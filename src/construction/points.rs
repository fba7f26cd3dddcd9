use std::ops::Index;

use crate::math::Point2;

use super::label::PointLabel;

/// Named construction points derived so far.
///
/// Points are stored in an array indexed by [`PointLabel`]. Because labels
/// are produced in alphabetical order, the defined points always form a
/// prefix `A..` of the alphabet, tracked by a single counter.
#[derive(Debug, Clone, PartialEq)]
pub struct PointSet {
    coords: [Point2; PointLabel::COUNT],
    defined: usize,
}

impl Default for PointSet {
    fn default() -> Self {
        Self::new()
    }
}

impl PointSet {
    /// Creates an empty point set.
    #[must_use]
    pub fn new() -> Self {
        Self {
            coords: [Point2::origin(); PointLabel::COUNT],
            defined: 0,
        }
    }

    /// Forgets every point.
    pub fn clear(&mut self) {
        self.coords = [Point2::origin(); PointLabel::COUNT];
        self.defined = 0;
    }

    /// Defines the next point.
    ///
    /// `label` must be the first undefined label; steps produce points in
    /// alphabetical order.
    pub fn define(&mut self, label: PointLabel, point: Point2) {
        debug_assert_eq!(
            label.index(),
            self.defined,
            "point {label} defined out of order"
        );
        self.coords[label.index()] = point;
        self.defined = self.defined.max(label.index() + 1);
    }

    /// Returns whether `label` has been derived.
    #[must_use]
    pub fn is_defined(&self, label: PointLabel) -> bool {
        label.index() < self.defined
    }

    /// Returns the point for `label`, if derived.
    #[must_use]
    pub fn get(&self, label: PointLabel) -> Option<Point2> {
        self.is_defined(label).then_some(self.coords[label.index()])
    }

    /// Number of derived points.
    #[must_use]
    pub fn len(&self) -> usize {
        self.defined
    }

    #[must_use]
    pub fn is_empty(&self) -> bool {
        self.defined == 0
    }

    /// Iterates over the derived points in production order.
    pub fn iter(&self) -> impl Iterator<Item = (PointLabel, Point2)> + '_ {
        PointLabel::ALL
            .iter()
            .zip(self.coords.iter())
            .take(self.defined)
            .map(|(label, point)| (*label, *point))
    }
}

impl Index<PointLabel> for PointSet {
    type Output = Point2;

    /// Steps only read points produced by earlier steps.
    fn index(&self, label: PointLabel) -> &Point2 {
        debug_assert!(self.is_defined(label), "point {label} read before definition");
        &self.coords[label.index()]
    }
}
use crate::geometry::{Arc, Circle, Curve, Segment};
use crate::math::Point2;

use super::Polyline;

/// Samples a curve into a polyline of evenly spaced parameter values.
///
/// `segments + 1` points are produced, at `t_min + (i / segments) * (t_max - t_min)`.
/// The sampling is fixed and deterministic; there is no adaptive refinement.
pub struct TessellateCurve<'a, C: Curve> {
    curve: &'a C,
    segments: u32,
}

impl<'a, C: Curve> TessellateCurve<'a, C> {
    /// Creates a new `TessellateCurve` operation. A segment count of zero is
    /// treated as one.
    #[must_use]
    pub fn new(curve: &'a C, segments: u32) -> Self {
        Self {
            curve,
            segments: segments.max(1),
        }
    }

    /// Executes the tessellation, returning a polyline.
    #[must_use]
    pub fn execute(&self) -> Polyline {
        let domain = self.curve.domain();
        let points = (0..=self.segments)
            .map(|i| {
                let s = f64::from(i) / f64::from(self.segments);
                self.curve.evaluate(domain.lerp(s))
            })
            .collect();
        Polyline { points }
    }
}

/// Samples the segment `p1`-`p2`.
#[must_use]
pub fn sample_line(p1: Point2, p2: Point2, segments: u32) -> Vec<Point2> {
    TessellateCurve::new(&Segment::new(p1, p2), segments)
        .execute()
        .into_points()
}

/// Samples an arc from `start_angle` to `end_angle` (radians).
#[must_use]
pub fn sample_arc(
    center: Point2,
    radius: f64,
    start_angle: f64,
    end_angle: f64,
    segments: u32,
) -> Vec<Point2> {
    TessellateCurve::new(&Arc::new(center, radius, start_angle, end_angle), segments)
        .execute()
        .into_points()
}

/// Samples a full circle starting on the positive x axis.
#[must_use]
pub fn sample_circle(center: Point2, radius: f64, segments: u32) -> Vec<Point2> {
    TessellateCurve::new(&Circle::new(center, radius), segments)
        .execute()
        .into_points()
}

+ + + + +

### PROBLEM REQUIREMENTS:
Please retype, with no changes, the lines that run from the first line of the entries to the line with "Points are stored", both ends included.

### ANSWER TO THIS TASK:
filename src/construction/points.rs
repository fba7f26cd3dddcd9
use std::ops::Index;

use crate::math::Point2;

use super::label::PointLabel;

/// Named construction points derived so far.
///
/// Points are stored in an array indexed by [`PointLabel`]. Because labels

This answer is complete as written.